Bluetooth® UnPlugFests (UPF) are nonprofit interoperability testing events supported by the Bluetooth Special Interest Group (SIG) for the benefit of its members. At UPF events, members have a chance to test their unreleased and unannounced Bluetooth products against products and prototypes from different companies. This testing improves the interoperability of Bluetooth devices being developed and released into the market.

UPFs are confidential events hosted in a neutral conference space with no public access, and attendees are required to adhere to a confidentiality agreement to participate. This protects the privacy of each engineer’s prototypes and products that have not yet come to market.

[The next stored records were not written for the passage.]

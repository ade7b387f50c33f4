// Copyright (c) 2025 Steve Wagner (ciroque@live.com)
// SPDX-License-Identifier: MIT

//! Per-attempt cancellation contexts and the registry of in-flight attempts.
//!
//! Each attempt owns exactly one [`CancellationContext`]. The immediate-stop
//! path reaches contexts only through [`InFlightRegistry::cancel_all`], and it
//! never touches anything else about the attempt.

use std::collections::HashMap;
use std::sync::atomic::{AtomicU8, Ordering};
use std::sync::{Arc, Mutex, PoisonError};
use tokio_util::sync::CancellationToken;

const CAUSE_NONE: u8 = 0;
const CAUSE_TIMEOUT: u8 = 1;
const CAUSE_STOPPED: u8 = 2;

/// Why a context was cancelled.
#[derive(Debug, Clone, Copy, PartialEq, Eq)]
pub enum CancelCause {
    Timeout,
    Stopped,
}

/// Cooperative cancellation signal handed to a handler.
///
/// Cloning is cheap and every clone observes the same flag. The first
/// `cancel` wins: its cause is the one reported by [`cause`](Self::cause).
#[derive(Debug, Clone)]
pub struct CancellationContext {
    inner: Arc<ContextInner>,
}

#[derive(Debug)]
struct ContextInner {
    token: CancellationToken,
    cause: AtomicU8,
}

impl Default for CancellationContext {
    fn default() -> Self {
        Self::new()
    }
}

impl CancellationContext {
    pub fn new() -> Self {
        Self {
            inner: Arc::new(ContextInner {
                token: CancellationToken::new(),
                cause: AtomicU8::new(CAUSE_NONE),
            }),
        }
    }

    pub fn cancel(&self, cause: CancelCause) {
        let code = match cause {
            CancelCause::Timeout => CAUSE_TIMEOUT,
            CancelCause::Stopped => CAUSE_STOPPED,
        };
        let _ = self.inner.cause.compare_exchange(
            CAUSE_NONE,
            code,
            Ordering::AcqRel,
            Ordering::Acquire,
        );
        self.inner.token.cancel();
    }

    pub fn is_cancelled(&self) -> bool {
        self.inner.token.is_cancelled()
    }

    /// Resolves once the context is cancelled.
    pub async fn cancelled(&self) {
        self.inner.token.cancelled().await
    }

    pub fn cause(&self) -> Option<CancelCause> {
        match self.inner.cause.load(Ordering::Acquire) {
            CAUSE_TIMEOUT => Some(CancelCause::Timeout),
            CAUSE_STOPPED => Some(CancelCause::Stopped),
            _ => None,
        }
    }

    /// The underlying token, for handlers that want to hand it to other
    /// tokio-aware code.
    pub fn token(&self) -> CancellationToken {
        self.inner.token.clone()
    }
}

/// Contexts of the attempts currently running, keyed by item key.
///
/// Once closed by `cancel_all`, any context registered afterwards is
/// cancelled on the spot, so an attempt racing the stop cannot slip through.
#[derive(Debug, Default)]
pub(crate) struct InFlightRegistry {
    inner: Mutex<RegistryInner>,
}

#[derive(Debug, Default)]
struct RegistryInner {
    contexts: HashMap<u64, CancellationContext>,
    closed: bool,
}

impl InFlightRegistry {
    pub(crate) fn register(&self, key: u64, context: CancellationContext) {
        let mut inner = self.inner.lock().unwrap_or_else(PoisonError::into_inner);
        if inner.closed {
            context.cancel(CancelCause::Stopped);
        }
        inner.contexts.insert(key, context);
    }

    pub(crate) fn release(&self, key: u64) {
        let mut inner = self.inner.lock().unwrap_or_else(PoisonError::into_inner);
        inner.contexts.remove(&key);
    }

    /// Cancel every tracked context and refuse new ones. Returns how many
    /// contexts were cancelled.
    pub(crate) fn cancel_all(&self, cause: CancelCause) -> usize {
        let mut inner = self.inner.lock().unwrap_or_else(PoisonError::into_inner);
        inner.closed = true;
        for context in inner.contexts.values() {
            context.cancel(cause);
        }
        inner.contexts.len()
    }

    #[cfg(test)]
    pub(crate) fn len(&self) -> usize {
        self.inner
            .lock()
            .unwrap_or_else(PoisonError::into_inner)
            .contexts
            .len()
    }
}

#[cfg(test)]
mod tests {
    use super::*;
    use std::time::Duration;

    #[test]
    fn test_first_cause_wins() {
        let context = CancellationContext::new();
        assert!(!context.is_cancelled());
        assert_eq!(context.cause(), None);

        context.cancel(CancelCause::Timeout);
        context.cancel(CancelCause::Stopped);

        assert!(context.is_cancelled());
        assert_eq!(context.cause(), Some(CancelCause::Timeout));
    }

    #[test]
    fn test_clones_share_state() {
        let context = CancellationContext::new();
        let clone = context.clone();
        clone.cancel(CancelCause::Stopped);
        assert!(context.is_cancelled());
        assert!(context.token().is_cancelled());
    }

    #[tokio::test]
    async fn test_cancelled_wakes_waiter() {
        let context = CancellationContext::new();
        let waiter = context.clone();
        let handle = tokio::spawn(async move { waiter.cancelled().await });

        tokio::time::sleep(Duration::from_millis(10)).await;
        context.cancel(CancelCause::Stopped);

        tokio::time::timeout(Duration::from_secs(1), handle)
            .await
            .expect("waiter should wake")
            .unwrap();
    }

    #[test]
    fn test_cancel_all_reaches_tracked_contexts_only() {
        let registry = InFlightRegistry::default();
        let running = CancellationContext::new();
        let finished = CancellationContext::new();
        registry.register(0, running.clone());
        registry.register(1, finished.clone());
        registry.release(1);

        assert_eq!(registry.cancel_all(CancelCause::Stopped), 1);
        assert_eq!(running.cause(), Some(CancelCause::Stopped));
        assert!(!finished.is_cancelled());
    }

    #[test]
    fn test_register_after_close_cancels_immediately() {
        let registry = InFlightRegistry::default();
        registry.cancel_all(CancelCause::Stopped);

        let late = CancellationContext::new();
        registry.register(9, late.clone());
        assert!(late.is_cancelled());
        assert_eq!(registry.len(), 1);
    }
}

For any one developing with Bluetooth, UPF testing is mandatory. 
UPF attendee

What to Expect from Attending

UPFs regularly see more than 225 participants, with nearly 150 devices being tested at each event. Implementers are encouraged to attend UPFs early in their product’s development cycle. This helps to ensure interoperability between devices that are likely to reach the market together and is especially true when implementing new specifications and/or optional features.

Attendees of a UPF event can expect to leave having:

  • Tested with products not yet on the market
  • Interacted with engineers from other companies
  • Tested against the largest collection of Bluetooth® implementations
  • Improved the interoperability and quality of products in development

Testing at UPF

All test sessions performed at a UPF are organized through an automated scheduling system. The system pairs platforms with complementary capabilities and roles and then schedules these pairings for one-hour test sessions. The capabilities and roles used for the pairing process are set when you register the platform. 

To enable platforms to test functionality with adopted Bluetooth specifications, there are three base test categories.

  • Category-1 (controller): Testing may include verification of Forward error correction, Whitening, Adaptive Frequency Hopping, Secure Simple Pairing, and other features related to establishing an ACL connection.
  • Category-2 (host): Tests are related to the portion of the stack above the HCI. This includes middle layer protocols, such as SDP, RFCOMM, BNEP, AVDTP, and AVCTP
  • Category-3 (profiles, services, and protocols outside the Bluetooth core spec): Testing the application profiles that characterize the functionality end users are exposed to. This type of testing also tends to verify end-to-end user experiences. Testing Category-3 implementations enable implementers to not only test interoperability of their Bluetooth solutions but also to evaluate the end-user experience that is being offered by their implementation
 

Additional Testing Opportunities

In addition to the base categories, the following testing is also performed at UPFs:

Attending UPF is very valuable. We found bugs we didn’t even know existed. 
UPF attendee

The Profile Tuning Suite (PTS) is an automated test system validated for Bluetooth Qualification and utilized to ensure Bluetooth interoperability. The PTS acts as an initiator and acceptor in a test scenario. The PTS is a Black Box tester. Black Box testing is a technique whereby the internal workings of the Implementation Under Test (IUT) are unknown by the tester.

This technique has a few clear advantages:

  • Since the designer and tester are independent of each other, the test is unbiased
  • The tester does not need knowledge of any specific programming languages
  • Testing is done from the point of view of the user, not the designer
  • Test cases can be designed as soon as the specifications are complete

Learn more about the Profile Tuning Suite (PTS).

Robustness Test Sessions verify your implementations’ ability to withstand scenarios like buffer overflow, malformed strings, and other invalid behavior. These are not present at every UPF event.

Interoperability (IOP) prototyping sessions are usually organized in conjunction with UPFs. They exist primarily to verify new functionality defined in specifications in development, not the implementations of new profiles in end products. Unlike other sessions, the results of specification formal IOP tests are recorded so the information can be made available to the Bluetooth® Architectural Review Board (BARB) for analysis of specifications in development.

All results are made anonymous and used for the development of test requirements.